**** DATASET RECORDS
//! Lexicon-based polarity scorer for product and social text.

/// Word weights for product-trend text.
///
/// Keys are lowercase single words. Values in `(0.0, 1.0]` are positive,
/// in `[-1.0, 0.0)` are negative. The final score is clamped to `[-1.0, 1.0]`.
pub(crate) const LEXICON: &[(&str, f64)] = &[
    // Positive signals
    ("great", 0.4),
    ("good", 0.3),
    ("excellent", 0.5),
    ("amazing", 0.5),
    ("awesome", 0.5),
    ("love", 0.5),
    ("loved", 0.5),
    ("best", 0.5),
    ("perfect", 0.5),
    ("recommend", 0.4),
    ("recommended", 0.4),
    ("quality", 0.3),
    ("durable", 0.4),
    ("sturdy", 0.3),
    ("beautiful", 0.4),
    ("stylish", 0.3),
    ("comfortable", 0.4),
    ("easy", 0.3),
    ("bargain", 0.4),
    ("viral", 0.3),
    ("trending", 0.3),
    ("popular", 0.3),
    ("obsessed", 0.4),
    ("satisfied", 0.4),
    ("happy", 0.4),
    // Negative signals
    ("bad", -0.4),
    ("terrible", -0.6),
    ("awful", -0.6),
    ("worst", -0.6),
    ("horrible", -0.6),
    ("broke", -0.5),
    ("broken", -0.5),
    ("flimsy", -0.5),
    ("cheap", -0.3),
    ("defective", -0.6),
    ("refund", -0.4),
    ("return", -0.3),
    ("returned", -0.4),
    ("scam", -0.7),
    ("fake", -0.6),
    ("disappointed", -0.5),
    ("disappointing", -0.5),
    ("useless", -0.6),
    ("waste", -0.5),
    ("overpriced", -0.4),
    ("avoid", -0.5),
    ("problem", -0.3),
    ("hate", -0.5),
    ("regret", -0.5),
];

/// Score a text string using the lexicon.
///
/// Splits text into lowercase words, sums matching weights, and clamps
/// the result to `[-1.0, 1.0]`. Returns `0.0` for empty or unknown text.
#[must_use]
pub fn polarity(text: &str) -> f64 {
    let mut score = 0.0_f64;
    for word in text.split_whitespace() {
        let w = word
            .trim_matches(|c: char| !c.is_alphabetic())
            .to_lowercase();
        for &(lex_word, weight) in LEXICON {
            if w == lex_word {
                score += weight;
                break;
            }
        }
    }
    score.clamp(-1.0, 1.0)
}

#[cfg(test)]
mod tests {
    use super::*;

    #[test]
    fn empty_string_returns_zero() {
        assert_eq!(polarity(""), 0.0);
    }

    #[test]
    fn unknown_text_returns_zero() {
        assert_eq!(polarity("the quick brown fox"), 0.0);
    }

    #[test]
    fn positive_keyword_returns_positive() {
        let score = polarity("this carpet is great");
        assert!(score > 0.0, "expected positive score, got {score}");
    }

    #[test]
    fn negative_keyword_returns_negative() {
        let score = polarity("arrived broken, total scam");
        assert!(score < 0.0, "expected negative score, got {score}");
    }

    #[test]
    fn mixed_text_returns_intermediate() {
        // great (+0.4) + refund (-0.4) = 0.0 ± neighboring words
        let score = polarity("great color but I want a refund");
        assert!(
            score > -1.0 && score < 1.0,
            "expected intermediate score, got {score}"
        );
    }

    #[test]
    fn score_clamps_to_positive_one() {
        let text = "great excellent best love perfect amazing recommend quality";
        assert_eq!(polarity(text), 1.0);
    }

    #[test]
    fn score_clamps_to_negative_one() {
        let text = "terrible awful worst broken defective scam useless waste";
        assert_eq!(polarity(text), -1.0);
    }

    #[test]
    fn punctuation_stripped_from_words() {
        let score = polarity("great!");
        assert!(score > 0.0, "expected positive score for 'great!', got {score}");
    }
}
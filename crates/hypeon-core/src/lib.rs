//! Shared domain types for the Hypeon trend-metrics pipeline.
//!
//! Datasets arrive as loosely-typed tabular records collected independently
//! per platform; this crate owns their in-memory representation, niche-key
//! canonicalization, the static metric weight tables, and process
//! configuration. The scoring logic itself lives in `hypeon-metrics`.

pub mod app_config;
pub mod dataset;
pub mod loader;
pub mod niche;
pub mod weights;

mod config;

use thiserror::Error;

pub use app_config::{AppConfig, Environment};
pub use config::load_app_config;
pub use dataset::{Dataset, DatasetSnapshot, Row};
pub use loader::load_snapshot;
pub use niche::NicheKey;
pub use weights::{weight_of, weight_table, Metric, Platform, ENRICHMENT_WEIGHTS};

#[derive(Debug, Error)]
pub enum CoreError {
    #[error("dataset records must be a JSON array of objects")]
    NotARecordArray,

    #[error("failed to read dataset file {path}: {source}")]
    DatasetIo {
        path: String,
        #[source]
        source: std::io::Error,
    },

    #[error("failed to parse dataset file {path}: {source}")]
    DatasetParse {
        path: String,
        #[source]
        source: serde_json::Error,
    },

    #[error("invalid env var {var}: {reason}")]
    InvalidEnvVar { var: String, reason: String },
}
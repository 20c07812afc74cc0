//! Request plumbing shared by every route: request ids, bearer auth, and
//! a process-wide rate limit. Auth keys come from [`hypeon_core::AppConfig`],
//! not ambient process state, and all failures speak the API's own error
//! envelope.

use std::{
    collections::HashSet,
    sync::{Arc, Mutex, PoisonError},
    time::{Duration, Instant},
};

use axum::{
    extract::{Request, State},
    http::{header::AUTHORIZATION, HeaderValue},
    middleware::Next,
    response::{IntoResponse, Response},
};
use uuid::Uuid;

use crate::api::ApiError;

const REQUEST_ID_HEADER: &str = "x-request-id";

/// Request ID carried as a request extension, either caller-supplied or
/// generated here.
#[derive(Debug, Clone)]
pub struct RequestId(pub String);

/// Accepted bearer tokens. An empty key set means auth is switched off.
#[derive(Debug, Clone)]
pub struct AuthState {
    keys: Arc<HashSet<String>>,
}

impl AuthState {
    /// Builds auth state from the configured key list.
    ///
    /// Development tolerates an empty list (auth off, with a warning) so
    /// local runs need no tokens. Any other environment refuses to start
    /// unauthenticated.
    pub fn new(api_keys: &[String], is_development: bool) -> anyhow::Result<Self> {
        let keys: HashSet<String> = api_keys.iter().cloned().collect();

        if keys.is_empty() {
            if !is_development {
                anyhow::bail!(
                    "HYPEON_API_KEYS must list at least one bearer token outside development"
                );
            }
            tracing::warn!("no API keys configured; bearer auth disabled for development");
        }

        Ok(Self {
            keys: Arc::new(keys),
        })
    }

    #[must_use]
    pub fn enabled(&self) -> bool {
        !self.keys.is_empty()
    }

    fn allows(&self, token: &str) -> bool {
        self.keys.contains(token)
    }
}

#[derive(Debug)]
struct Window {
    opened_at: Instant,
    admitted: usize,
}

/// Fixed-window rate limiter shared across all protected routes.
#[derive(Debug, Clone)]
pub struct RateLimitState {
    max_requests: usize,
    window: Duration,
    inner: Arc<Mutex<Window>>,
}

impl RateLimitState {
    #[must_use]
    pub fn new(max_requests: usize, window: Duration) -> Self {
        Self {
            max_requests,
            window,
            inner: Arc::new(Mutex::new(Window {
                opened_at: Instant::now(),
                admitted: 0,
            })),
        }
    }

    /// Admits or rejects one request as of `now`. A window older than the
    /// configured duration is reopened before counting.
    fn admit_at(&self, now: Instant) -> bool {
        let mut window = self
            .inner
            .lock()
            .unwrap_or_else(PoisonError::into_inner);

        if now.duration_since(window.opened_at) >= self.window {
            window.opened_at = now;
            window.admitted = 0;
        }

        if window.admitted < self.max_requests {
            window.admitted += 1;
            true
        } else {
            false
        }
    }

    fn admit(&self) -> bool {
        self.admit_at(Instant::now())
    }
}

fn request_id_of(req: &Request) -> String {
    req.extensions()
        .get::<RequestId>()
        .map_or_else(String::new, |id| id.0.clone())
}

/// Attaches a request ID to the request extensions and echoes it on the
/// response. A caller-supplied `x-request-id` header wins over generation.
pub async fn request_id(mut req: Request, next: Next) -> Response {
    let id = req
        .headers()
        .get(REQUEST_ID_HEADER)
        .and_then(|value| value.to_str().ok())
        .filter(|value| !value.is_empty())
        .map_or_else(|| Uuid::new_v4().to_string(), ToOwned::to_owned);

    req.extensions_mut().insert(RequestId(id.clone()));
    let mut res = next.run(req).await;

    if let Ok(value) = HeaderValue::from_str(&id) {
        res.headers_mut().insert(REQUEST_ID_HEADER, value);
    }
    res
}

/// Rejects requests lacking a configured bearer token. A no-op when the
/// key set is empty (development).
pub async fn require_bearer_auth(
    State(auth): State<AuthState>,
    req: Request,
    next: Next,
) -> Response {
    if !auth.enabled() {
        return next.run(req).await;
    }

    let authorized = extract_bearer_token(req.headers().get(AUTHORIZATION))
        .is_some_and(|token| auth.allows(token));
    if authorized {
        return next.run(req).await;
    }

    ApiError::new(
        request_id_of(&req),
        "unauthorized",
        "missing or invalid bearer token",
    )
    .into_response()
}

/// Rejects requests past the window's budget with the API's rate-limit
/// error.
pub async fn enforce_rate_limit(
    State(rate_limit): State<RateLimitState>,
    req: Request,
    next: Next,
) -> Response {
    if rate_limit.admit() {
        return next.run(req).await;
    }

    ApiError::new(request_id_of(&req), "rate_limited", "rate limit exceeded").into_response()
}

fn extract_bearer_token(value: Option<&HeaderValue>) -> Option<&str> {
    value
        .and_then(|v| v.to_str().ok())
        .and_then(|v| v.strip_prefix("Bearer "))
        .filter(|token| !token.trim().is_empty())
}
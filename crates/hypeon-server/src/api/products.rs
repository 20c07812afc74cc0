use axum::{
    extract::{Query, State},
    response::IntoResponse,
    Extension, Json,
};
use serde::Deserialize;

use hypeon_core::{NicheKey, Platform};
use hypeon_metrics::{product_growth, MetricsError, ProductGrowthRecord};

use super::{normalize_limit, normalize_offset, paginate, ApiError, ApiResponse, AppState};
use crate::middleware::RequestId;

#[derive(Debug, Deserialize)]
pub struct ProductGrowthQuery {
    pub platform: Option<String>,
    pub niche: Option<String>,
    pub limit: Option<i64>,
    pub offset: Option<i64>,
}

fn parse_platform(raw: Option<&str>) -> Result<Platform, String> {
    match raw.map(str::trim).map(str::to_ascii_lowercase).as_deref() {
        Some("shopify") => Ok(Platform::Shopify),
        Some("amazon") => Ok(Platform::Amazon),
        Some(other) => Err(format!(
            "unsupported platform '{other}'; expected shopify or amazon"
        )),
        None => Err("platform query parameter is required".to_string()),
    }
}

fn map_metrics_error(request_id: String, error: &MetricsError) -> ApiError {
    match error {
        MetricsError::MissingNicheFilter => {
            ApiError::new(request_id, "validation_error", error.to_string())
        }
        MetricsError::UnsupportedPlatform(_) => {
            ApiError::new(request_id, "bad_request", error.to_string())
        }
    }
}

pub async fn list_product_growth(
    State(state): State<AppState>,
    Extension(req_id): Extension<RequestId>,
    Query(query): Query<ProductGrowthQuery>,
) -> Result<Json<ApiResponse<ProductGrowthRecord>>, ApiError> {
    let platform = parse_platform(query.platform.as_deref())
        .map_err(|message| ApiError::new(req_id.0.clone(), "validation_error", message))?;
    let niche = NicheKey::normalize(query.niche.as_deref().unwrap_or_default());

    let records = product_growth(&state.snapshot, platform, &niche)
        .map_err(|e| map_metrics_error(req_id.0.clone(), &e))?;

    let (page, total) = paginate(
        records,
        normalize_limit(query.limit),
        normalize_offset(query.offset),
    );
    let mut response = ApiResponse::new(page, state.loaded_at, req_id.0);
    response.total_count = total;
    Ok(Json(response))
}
********
**** DATASET RECORDS
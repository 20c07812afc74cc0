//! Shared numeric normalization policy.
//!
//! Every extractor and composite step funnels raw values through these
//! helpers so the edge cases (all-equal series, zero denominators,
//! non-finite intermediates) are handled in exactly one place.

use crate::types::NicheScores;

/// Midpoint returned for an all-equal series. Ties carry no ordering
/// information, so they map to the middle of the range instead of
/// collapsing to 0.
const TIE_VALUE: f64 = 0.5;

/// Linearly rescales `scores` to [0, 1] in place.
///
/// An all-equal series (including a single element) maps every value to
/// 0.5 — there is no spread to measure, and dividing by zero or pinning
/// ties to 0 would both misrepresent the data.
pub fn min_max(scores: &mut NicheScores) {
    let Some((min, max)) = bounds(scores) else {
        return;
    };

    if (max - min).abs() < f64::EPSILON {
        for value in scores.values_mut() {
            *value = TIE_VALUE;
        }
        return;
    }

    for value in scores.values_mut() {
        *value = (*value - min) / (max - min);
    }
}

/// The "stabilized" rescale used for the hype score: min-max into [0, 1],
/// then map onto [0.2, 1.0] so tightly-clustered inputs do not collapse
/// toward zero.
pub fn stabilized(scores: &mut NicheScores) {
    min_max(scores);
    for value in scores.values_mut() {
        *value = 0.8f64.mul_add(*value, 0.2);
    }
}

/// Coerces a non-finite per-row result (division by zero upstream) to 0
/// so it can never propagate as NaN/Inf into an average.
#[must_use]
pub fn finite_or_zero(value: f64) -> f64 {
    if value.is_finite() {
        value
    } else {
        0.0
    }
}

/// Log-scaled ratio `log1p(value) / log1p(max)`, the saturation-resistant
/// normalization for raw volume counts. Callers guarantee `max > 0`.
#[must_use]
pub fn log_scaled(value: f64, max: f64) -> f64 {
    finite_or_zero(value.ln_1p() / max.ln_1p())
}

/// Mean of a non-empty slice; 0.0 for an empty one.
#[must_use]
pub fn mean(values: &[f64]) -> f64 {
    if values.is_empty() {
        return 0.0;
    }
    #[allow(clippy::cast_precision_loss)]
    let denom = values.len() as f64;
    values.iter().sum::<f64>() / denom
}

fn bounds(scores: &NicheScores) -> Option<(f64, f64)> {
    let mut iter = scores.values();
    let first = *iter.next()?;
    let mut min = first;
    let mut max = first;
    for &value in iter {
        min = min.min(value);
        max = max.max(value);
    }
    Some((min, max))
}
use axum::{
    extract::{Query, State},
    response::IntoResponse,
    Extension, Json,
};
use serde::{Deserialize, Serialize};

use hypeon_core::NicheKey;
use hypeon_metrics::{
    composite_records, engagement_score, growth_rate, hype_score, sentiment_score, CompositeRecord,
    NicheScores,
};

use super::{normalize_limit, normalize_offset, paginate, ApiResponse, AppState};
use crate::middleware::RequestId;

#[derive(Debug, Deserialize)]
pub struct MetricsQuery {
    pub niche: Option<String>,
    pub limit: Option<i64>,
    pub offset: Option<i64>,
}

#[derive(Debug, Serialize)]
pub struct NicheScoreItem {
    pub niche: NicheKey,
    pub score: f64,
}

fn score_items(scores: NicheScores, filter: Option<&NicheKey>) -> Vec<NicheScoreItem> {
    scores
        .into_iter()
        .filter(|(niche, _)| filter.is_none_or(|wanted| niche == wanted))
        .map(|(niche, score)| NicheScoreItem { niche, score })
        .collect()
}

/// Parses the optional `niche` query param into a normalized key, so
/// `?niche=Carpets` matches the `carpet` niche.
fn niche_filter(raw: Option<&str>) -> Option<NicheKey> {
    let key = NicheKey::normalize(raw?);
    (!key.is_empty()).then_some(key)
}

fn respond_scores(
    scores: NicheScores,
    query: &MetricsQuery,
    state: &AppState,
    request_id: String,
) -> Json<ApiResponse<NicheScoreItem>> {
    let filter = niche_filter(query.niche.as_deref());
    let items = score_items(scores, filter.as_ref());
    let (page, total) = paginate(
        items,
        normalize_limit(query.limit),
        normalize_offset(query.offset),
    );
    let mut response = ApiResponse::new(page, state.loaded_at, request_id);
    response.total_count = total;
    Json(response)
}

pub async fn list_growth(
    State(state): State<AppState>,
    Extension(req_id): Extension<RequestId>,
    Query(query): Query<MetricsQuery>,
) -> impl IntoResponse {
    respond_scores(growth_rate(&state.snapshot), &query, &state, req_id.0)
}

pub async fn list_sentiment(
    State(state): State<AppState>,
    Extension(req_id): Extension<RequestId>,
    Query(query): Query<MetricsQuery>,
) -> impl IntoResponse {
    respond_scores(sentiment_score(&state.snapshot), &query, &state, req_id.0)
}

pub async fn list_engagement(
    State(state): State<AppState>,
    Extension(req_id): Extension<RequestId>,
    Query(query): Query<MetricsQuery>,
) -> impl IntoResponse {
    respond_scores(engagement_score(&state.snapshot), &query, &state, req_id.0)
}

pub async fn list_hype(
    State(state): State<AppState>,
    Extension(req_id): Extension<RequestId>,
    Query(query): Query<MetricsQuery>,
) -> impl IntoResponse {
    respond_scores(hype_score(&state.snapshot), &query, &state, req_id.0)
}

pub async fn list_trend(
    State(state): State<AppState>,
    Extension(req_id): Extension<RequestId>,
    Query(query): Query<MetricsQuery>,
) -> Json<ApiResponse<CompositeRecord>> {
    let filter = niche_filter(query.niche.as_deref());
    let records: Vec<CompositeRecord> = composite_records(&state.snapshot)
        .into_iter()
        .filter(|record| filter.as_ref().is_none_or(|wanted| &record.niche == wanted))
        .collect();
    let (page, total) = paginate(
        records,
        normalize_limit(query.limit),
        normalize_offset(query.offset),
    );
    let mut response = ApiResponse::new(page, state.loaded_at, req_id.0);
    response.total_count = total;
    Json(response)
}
********
• WORK ITEM: The expected answer is every line above in which the word "great" appears.

• SOLUTION FOR THIS EXERCISE:
    ("great", 0.4),
        let score = polarity("this carpet is great");
        // great (+0.4) + refund (-0.4) = 0.0 ± neighboring words
        let score = polarity("great color but I want a refund");
        let text = "great excellent best love perfect amazing recommend quality";
        let score = polarity("great!");
        assert!(score > 0.0, "expected positive score for 'great!', got {score}");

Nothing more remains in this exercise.